:: Problem requirements ::
Please return every line in the entries below with the word "caps" in it.

:: Dataset ::
☆ ☆ ☆ ☆
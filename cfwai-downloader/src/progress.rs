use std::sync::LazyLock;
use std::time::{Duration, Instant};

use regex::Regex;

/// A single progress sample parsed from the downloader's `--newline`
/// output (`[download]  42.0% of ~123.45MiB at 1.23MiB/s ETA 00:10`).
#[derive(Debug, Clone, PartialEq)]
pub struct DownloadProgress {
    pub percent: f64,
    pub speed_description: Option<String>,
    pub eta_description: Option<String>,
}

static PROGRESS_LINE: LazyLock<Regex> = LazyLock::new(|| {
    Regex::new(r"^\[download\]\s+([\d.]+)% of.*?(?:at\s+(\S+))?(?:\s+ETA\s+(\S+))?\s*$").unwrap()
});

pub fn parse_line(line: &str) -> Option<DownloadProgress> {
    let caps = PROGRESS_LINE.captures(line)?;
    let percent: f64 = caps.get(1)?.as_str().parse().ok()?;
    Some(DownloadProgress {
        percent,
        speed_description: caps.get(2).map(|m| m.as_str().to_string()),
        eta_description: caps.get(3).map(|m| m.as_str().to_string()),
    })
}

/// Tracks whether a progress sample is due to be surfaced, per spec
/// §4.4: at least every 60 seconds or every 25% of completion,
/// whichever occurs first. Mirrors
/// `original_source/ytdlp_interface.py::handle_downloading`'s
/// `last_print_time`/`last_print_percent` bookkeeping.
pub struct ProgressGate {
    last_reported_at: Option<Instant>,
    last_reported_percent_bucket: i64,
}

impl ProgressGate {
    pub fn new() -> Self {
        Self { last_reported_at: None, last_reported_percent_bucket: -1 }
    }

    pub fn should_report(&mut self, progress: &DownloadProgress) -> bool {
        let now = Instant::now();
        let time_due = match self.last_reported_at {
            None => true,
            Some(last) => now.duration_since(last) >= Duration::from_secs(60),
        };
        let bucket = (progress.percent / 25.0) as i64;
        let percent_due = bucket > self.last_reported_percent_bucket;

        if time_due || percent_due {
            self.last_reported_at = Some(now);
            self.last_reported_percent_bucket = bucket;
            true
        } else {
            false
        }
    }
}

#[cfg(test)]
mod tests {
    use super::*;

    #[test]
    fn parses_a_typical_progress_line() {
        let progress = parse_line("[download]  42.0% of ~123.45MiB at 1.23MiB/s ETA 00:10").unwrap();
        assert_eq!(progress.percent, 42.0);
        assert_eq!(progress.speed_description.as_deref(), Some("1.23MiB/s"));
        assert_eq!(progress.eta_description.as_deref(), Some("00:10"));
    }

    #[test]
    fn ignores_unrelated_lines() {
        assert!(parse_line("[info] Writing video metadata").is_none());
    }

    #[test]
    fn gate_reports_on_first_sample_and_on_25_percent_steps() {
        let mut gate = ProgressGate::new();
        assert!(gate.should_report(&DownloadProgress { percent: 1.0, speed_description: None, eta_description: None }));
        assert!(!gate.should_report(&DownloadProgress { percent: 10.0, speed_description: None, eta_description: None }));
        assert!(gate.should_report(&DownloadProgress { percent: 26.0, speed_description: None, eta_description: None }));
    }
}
☆ ☆ ☆ ☆
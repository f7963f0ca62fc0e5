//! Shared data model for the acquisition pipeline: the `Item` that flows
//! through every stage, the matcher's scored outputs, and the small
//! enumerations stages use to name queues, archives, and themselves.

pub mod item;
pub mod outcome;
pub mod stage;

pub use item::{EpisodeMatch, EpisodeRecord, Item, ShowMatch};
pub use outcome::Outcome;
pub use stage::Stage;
☆ ☆ ☆ ☆
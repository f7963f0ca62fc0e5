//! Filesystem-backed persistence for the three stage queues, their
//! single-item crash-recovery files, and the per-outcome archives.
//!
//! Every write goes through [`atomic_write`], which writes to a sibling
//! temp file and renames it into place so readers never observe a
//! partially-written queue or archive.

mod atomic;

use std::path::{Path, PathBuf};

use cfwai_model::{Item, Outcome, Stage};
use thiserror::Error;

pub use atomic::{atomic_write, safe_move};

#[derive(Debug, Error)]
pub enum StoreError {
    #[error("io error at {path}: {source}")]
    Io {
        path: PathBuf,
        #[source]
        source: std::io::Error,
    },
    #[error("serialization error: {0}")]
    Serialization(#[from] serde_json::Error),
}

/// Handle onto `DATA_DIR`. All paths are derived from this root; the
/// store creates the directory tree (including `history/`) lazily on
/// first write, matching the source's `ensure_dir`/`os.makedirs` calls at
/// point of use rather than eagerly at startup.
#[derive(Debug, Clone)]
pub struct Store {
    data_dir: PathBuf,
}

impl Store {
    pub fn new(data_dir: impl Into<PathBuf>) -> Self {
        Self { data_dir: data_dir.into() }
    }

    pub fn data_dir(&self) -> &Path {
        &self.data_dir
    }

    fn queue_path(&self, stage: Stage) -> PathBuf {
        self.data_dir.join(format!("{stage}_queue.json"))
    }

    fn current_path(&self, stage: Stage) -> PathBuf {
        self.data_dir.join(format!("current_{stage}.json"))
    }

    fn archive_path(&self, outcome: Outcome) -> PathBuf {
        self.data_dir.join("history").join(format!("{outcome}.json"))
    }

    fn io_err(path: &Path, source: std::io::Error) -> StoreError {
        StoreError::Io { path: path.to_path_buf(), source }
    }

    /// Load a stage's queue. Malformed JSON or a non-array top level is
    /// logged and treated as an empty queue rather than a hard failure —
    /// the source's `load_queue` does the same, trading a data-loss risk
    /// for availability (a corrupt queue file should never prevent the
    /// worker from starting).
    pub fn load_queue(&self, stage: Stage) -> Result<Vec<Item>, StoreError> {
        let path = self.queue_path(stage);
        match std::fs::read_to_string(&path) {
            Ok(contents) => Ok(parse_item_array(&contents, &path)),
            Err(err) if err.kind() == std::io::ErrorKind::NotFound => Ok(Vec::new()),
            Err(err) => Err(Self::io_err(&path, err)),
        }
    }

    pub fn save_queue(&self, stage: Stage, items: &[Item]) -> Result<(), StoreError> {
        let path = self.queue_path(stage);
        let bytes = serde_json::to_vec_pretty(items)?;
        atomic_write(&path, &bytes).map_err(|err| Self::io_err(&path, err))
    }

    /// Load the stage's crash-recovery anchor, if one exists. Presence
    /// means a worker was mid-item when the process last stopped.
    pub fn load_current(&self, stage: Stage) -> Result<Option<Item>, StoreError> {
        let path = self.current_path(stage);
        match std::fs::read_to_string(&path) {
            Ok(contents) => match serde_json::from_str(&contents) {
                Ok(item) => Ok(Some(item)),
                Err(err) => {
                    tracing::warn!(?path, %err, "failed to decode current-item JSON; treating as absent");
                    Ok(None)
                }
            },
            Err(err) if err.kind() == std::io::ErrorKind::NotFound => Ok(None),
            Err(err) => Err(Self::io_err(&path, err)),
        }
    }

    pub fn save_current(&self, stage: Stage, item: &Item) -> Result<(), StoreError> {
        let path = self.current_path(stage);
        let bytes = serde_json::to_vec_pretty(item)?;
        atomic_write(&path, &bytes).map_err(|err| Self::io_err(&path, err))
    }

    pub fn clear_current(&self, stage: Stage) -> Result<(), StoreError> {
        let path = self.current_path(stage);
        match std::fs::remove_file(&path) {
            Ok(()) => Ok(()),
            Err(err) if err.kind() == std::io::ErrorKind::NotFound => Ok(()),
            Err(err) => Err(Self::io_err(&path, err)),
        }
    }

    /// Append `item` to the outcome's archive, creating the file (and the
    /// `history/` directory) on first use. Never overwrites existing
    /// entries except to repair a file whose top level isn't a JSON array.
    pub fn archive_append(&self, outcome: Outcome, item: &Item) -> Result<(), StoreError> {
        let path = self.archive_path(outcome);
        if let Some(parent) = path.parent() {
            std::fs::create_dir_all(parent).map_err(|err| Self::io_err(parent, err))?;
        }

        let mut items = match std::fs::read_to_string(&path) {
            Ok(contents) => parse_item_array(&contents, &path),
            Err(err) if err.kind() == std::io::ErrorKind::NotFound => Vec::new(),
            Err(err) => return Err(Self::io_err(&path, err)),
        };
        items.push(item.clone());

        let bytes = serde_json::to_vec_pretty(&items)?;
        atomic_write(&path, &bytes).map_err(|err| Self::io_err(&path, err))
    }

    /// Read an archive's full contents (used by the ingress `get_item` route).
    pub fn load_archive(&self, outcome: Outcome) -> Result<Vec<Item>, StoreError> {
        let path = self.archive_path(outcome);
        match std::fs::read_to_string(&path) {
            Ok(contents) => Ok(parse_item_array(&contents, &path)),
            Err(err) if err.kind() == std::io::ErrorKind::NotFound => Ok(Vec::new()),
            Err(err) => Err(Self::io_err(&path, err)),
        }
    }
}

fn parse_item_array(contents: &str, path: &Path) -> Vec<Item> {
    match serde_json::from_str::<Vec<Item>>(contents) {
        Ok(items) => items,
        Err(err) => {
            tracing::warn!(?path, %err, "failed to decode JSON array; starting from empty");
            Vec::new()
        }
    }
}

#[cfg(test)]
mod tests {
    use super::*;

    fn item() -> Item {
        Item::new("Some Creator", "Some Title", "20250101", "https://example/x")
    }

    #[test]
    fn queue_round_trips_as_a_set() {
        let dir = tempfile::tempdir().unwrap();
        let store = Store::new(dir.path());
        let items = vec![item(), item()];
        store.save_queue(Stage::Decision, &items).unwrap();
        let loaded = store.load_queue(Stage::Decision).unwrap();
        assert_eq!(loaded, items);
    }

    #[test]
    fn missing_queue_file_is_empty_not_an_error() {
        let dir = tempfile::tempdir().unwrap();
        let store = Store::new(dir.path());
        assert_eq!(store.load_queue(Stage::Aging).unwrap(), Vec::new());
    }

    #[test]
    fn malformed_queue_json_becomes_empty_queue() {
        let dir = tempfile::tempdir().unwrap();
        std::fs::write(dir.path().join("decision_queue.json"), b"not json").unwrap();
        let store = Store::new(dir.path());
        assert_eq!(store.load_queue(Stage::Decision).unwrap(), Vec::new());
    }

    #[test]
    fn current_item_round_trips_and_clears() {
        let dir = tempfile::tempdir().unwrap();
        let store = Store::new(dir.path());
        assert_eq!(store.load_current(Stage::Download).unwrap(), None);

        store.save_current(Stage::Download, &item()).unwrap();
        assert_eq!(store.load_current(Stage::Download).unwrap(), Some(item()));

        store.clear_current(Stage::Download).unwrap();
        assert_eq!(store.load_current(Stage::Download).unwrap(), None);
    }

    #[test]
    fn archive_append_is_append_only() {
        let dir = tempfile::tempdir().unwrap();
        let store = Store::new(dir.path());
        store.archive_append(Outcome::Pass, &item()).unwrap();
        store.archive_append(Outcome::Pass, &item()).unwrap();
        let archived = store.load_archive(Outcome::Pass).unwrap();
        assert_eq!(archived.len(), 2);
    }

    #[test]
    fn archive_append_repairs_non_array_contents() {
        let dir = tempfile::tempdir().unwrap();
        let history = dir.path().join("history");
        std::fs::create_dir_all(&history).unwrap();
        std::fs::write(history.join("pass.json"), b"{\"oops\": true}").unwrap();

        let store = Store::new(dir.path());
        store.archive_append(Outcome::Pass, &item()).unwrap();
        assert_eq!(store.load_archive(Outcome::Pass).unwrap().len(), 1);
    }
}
☆ ☆ ☆ ☆
:: Output of the exercise ::
    let caps = PROGRESS_LINE.captures(line)?;
    let percent: f64 = caps.get(1)?.as_str().parse().ok()?;
        speed_description: caps.get(2).map(|m| m.as_str().to_string()),
        eta_description: caps.get(3).map(|m| m.as_str().to_string()),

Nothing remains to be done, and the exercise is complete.